Sir Bedivere e muitos outros da irmandade permaneceram na pequena

igreja e seu eremitério pelo resto de seus dias, congregando-se outros mais com

eles, de tal modo que, por fim, o lugar tornou-se uma abadia novamente; e mais

tarde ainda, majestosos e belos edifícios de pedra foram construídos onde

estiveram a igrejinha de pau-a-pique e as cabanas ao seu redor.

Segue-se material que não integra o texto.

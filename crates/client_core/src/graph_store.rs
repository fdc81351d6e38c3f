//! Canonical in-memory node/connection graph.
//!
//! Every mutation compares against the current value before writing, so repeating
//! an upsert or remove leaves the store exactly as a single application would. The
//! revision counter only moves when something actually changed.

use std::collections::{BTreeMap, BTreeSet};

use shared::{
    domain::{ConnectionId, NodeId, NodeIdentity},
    graph::{CanvasSnapshot, Connection, Node, NodeMetadata, NodeParameters, Port, Position},
};
use tracing::debug;

use crate::error::GraphError;

pub const NODE_WIDTH: f64 = 200.0;
pub const NODE_HEADER_HEIGHT: f64 = 32.0;
pub const PORT_SPACING: f64 = 22.0;
const NODE_MIN_BODY_HEIGHT: f64 = 40.0;

#[derive(Debug, Clone, Copy, PartialEq, Eq)]
pub enum PortSide {
    Input,
    Output,
}

/// Sub-trees to replace on an existing node. `None` leaves that sub-tree alone.
#[derive(Debug, Clone, Default, PartialEq)]
pub struct NodePatch {
    pub node_type: Option<String>,
    pub position: Option<Position>,
    pub parameters: Option<NodeParameters>,
    pub metadata: Option<NodeMetadata>,
    pub inputs: Option<Vec<Port>>,
    pub outputs: Option<Vec<Port>>,
}

impl NodePatch {
    pub fn position(position: Position) -> Self {
        Self {
            position: Some(position),
            ..Self::default()
        }
    }

    pub fn parameters(parameters: NodeParameters) -> Self {
        Self {
            parameters: Some(parameters),
            ..Self::default()
        }
    }

    pub fn metadata(metadata: NodeMetadata) -> Self {
        Self {
            metadata: Some(metadata),
            ..Self::default()
        }
    }

    pub fn ports(inputs: Vec<Port>, outputs: Vec<Port>) -> Self {
        Self {
            inputs: Some(inputs),
            outputs: Some(outputs),
            ..Self::default()
        }
    }

    pub fn is_empty(&self) -> bool {
        self.node_type.is_none()
            && self.position.is_none()
            && self.parameters.is_none()
            && self.metadata.is_none()
            && self.inputs.is_none()
            && self.outputs.is_none()
    }
}

#[derive(Debug, Clone, PartialEq)]
pub struct RemovedNode {
    pub node: Node,
    pub connections: Vec<ConnectionId>,
}

#[derive(Debug, Default)]
pub struct GraphStore {
    nodes: BTreeMap<NodeId, Node>,
    connections: BTreeMap<ConnectionId, Connection>,
    local_fallback: BTreeSet<NodeId>,
    local_connections: BTreeSet<ConnectionId>,
    revision: u64,
}

impl GraphStore {
    pub fn new() -> Self {
        Self::default()
    }

    pub fn revision(&self) -> u64 {
        self.revision
    }

    pub fn is_empty(&self) -> bool {
        self.nodes.is_empty() && self.connections.is_empty()
    }

    pub fn upsert_node(&mut self, node: Node) -> bool {
        if self.nodes.get(&node.id) == Some(&node) {
            return false;
        }
        self.nodes.insert(node.id.clone(), node);
        self.revision += 1;
        true
    }

    pub fn remove_node(&mut self, id: &NodeId) -> Option<RemovedNode> {
        let node = self.nodes.remove(id)?;
        let cascaded: Vec<ConnectionId> = self
            .connections
            .values()
            .filter(|connection| connection.touches(id))
            .map(|connection| connection.id.clone())
            .collect();
        for connection_id in &cascaded {
            self.connections.remove(connection_id);
            self.local_connections.remove(connection_id);
        }
        self.local_fallback.remove(id);
        self.revision += 1;
        Some(RemovedNode {
            node,
            connections: cascaded,
        })
    }

    pub fn upsert_connection(&mut self, connection: Connection) -> Result<bool, GraphError> {
        if connection.is_self_loop() {
            return Err(GraphError::SelfLoop {
                connection_id: connection.id.clone(),
                node_id: connection.source_node_id.clone(),
            });
        }
        if self.connections.get(&connection.id) == Some(&connection) {
            return Ok(false);
        }
        self.connections.insert(connection.id.clone(), connection);
        self.revision += 1;
        Ok(true)
    }

    pub fn remove_connection(&mut self, id: &ConnectionId) -> Option<Connection> {
        let removed = self.connections.remove(id)?;
        self.local_connections.remove(id);
        self.revision += 1;
        Some(removed)
    }

    pub fn patch_node_fields(&mut self, id: &NodeId, patch: NodePatch) -> bool {
        let Some(node) = self.nodes.get_mut(id) else {
            debug!(node_id = %id, "ignoring patch for unknown node");
            return false;
        };

        let mut changed = false;
        if let Some(node_type) = patch.node_type {
            changed |= replace_if_different(&mut node.node_type, node_type);
        }
        if let Some(position) = patch.position {
            changed |= replace_if_different(&mut node.position, position);
        }
        if let Some(parameters) = patch.parameters {
            changed |= replace_if_different(&mut node.parameters, parameters);
        }
        if let Some(metadata) = patch.metadata {
            changed |= replace_if_different(&mut node.metadata, metadata);
        }
        if let Some(inputs) = patch.inputs {
            changed |= replace_if_different(&mut node.inputs, inputs);
        }
        if let Some(outputs) = patch.outputs {
            changed |= replace_if_different(&mut node.outputs, outputs);
        }

        if changed {
            self.revision += 1;
        }
        changed
    }

    pub fn clear(&mut self) -> bool {
        if self.is_empty() && self.local_fallback.is_empty() {
            return false;
        }
        self.nodes.clear();
        self.connections.clear();
        self.local_fallback.clear();
        self.local_connections.clear();
        self.revision += 1;
        true
    }

    pub fn node(&self, id: &NodeId) -> Option<&Node> {
        self.nodes.get(id)
    }

    pub fn connection(&self, id: &ConnectionId) -> Option<&Connection> {
        self.connections.get(id)
    }

    pub fn contains_node(&self, id: &NodeId) -> bool {
        self.nodes.contains_key(id)
    }

    /// Nodes ordered by id.
    pub fn nodes(&self) -> impl Iterator<Item = &Node> {
        self.nodes.values()
    }

    pub fn connections(&self) -> impl Iterator<Item = &Connection> {
        self.connections.values()
    }

    pub fn node_count(&self) -> usize {
        self.nodes.len()
    }

    pub fn connection_count(&self) -> usize {
        self.connections.len()
    }

    /// Connections whose endpoints both exist. Dangling edges are kept but never drawn.
    pub fn renderable_connections(&self) -> impl Iterator<Item = &Connection> {
        self.connections.values().filter(|connection| {
            self.nodes.contains_key(&connection.source_node_id)
                && self.nodes.contains_key(&connection.target_node_id)
        })
    }

    pub fn connections_for<'a>(&'a self, id: &'a NodeId) -> impl Iterator<Item = &'a Connection> {
        self.connections
            .values()
            .filter(move |connection| connection.touches(id))
    }

    pub fn node_center(&self, id: &NodeId) -> Option<Position> {
        let node = self.nodes.get(id)?;
        let height = node_height(node);
        Some(Position::new(
            node.position.x + NODE_WIDTH / 2.0,
            node.position.y + height / 2.0,
        ))
    }

    pub fn port_anchor(&self, id: &NodeId, port: &str, side: PortSide) -> Option<Position> {
        let node = self.nodes.get(id)?;
        let (ports, x) = match side {
            PortSide::Input => (&node.inputs, node.position.x),
            PortSide::Output => (&node.outputs, node.position.x + NODE_WIDTH),
        };
        let index = ports.iter().position(|candidate| candidate.name == port)?;
        Some(Position::new(
            x,
            node.position.y + NODE_HEADER_HEIGHT + PORT_SPACING * (index as f64 + 0.5),
        ))
    }

    pub fn mark_local_fallback(&mut self, id: &NodeId) {
        self.local_fallback.insert(id.clone());
    }

    pub fn mark_local_connection(&mut self, id: &ConnectionId) {
        self.local_connections.insert(id.clone());
    }

    pub fn is_local_connection(&self, id: &ConnectionId) -> bool {
        self.local_connections.contains(id)
    }

    pub fn identity(&self, id: &NodeId) -> Option<NodeIdentity> {
        if !self.nodes.contains_key(id) {
            return None;
        }
        if self.local_fallback.contains(id) {
            Some(NodeIdentity::LocalFallback(id.clone()))
        } else {
            Some(NodeIdentity::Remote(id.clone()))
        }
    }

    pub fn is_local_fallback(&self, id: &NodeId) -> bool {
        self.local_fallback.contains(id)
    }

    pub fn local_fallback_ids(&self) -> impl Iterator<Item = &NodeId> {
        self.local_fallback.iter()
    }

    pub fn snapshot_parts(&self) -> (Vec<Node>, Vec<Connection>) {
        (
            self.nodes.values().cloned().collect(),
            self.connections.values().cloned().collect(),
        )
    }

    /// Replaces the whole graph from a bulk load. Self-loops are dropped.
    pub fn replace_all(&mut self, nodes: Vec<Node>, connections: Vec<Connection>) {
        self.nodes.clear();
        self.connections.clear();
        self.local_fallback.clear();
        self.local_connections.clear();
        for node in nodes {
            self.nodes.insert(node.id.clone(), node);
        }
        for connection in connections {
            if connection.is_self_loop() {
                debug!(
                    connection_id = %connection.id,
                    "dropping self-loop from bulk load"
                );
                continue;
            }
            self.connections.insert(connection.id.clone(), connection);
        }
        self.revision += 1;
    }

    pub fn bounds(&self) -> Option<(Position, Position)> {
        let mut nodes = self.nodes.values();
        let first = nodes.next()?;
        let mut min = first.position;
        let mut max = Position::new(
            first.position.x + NODE_WIDTH,
            first.position.y + node_height(first),
        );
        for node in nodes {
            min.x = min.x.min(node.position.x);
            min.y = min.y.min(node.position.y);
            max.x = max.x.max(node.position.x + NODE_WIDTH);
            max.y = max.y.max(node.position.y + node_height(node));
        }
        Some((min, max))
    }

    pub fn snapshot_with(&self, viewport: shared::graph::ViewportState) -> CanvasSnapshot {
        let (nodes, connections) = self.snapshot_parts();
        CanvasSnapshot {
            nodes,
            connections,
            viewport,
        }
    }
}

fn node_height(node: &Node) -> f64 {
    let rows = node.inputs.len().max(node.outputs.len()) as f64;
    NODE_HEADER_HEIGHT + (PORT_SPACING * rows).max(NODE_MIN_BODY_HEIGHT)
}

fn replace_if_different<T: PartialEq>(slot: &mut T, value: T) -> bool {
    if *slot == value {
        return false;
    }
    *slot = value;
    true
}

#[cfg(test)]
#[path = "tests/graph_store_tests.rs"]
mod tests;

E as pessoas

começaram a denominar esse lugar Glastonbury.

Porém Sir Bors e Sir Ector, Sir Bleoberis e Sir Blamore viajaram para

bem longe, à Terra Santa, e lá faleceram numa Sexta-Feira da Paixão, pela

causa de Deus.

E salvo um valente lampejo aqui e ali, as trevas inundaram a Britânia.

Porém Sir Lancelot uma vez dissera ao seu amigo Rei enquanto

passeavam ao pôr-do-sol, no estreito pomar abaixo dos muros de Camelot:

- Nós devemos erguer uma tal labareda que os homens se lembrem de

nós do outro lado da escuridão.

E de fato ele dizia a verdade, porque as histórias de Artur e de seus

cavaleiros são contadas e recontadas até o dia de hoje.